■ Work task ■
Search the records for the word "TEXT". Copy every line where it appears.

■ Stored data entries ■
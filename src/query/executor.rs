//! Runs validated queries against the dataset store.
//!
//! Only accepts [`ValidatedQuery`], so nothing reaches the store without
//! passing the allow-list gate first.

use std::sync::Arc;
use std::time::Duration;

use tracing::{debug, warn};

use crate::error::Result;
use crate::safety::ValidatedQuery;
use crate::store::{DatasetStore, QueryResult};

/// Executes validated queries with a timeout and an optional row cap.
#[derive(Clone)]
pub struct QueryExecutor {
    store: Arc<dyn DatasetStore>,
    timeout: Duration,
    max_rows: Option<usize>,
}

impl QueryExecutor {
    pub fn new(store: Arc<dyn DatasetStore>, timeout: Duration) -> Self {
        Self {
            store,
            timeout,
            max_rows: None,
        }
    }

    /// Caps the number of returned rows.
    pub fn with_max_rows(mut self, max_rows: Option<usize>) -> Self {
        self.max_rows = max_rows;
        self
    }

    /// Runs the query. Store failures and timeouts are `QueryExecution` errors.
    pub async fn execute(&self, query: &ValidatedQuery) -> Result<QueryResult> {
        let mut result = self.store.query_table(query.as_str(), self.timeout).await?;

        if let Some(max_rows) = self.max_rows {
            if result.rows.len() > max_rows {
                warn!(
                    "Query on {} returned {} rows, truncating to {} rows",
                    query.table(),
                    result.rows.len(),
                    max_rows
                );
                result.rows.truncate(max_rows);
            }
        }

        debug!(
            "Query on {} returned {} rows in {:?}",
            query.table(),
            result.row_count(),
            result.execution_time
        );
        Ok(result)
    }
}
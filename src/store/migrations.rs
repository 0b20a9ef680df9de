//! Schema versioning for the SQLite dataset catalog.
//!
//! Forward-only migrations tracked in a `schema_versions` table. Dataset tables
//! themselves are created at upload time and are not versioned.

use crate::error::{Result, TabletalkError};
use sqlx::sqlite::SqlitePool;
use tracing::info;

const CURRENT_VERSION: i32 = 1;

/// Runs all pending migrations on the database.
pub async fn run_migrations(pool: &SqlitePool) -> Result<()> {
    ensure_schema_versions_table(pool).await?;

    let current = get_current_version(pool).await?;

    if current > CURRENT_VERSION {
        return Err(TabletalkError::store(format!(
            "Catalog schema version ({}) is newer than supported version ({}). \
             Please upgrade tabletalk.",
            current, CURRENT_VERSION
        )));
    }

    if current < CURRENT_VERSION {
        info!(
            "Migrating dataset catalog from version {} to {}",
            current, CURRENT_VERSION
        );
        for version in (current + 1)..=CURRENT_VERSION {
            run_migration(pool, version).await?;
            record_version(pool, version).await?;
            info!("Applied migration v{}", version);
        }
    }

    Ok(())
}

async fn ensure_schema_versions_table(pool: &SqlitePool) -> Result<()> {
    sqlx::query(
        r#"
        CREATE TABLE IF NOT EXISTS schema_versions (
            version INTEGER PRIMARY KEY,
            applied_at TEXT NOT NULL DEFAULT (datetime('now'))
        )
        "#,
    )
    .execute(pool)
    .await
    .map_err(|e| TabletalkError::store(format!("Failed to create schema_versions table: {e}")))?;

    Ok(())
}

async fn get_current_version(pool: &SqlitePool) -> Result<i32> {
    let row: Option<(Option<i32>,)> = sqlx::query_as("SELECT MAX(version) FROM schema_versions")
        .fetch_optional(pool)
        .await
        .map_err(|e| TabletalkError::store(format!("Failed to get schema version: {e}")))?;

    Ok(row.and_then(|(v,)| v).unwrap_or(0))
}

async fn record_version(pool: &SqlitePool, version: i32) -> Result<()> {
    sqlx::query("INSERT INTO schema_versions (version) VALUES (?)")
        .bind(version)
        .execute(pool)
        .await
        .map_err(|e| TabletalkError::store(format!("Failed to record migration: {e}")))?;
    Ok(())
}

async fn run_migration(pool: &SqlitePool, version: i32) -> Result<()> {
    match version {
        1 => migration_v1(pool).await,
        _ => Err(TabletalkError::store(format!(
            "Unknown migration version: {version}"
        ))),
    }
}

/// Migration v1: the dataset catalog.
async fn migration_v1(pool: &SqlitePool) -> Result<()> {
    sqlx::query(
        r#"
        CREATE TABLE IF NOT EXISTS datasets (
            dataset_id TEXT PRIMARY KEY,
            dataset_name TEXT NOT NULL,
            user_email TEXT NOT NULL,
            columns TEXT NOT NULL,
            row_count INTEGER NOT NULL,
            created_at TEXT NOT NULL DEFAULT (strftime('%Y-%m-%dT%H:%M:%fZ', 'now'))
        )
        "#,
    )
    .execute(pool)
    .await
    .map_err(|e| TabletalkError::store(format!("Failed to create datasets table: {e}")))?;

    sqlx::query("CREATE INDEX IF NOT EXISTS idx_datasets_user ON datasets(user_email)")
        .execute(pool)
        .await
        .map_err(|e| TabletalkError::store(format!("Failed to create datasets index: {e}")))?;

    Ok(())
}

■ Result of the task ■
            applied_at TEXT NOT NULL DEFAULT (datetime('now'))
            dataset_id TEXT PRIMARY KEY,
            dataset_name TEXT NOT NULL,
            user_email TEXT NOT NULL,
            columns TEXT NOT NULL,
            created_at TEXT NOT NULL DEFAULT (strftime('%Y-%m-%dT%H:%M:%fZ', 'now'))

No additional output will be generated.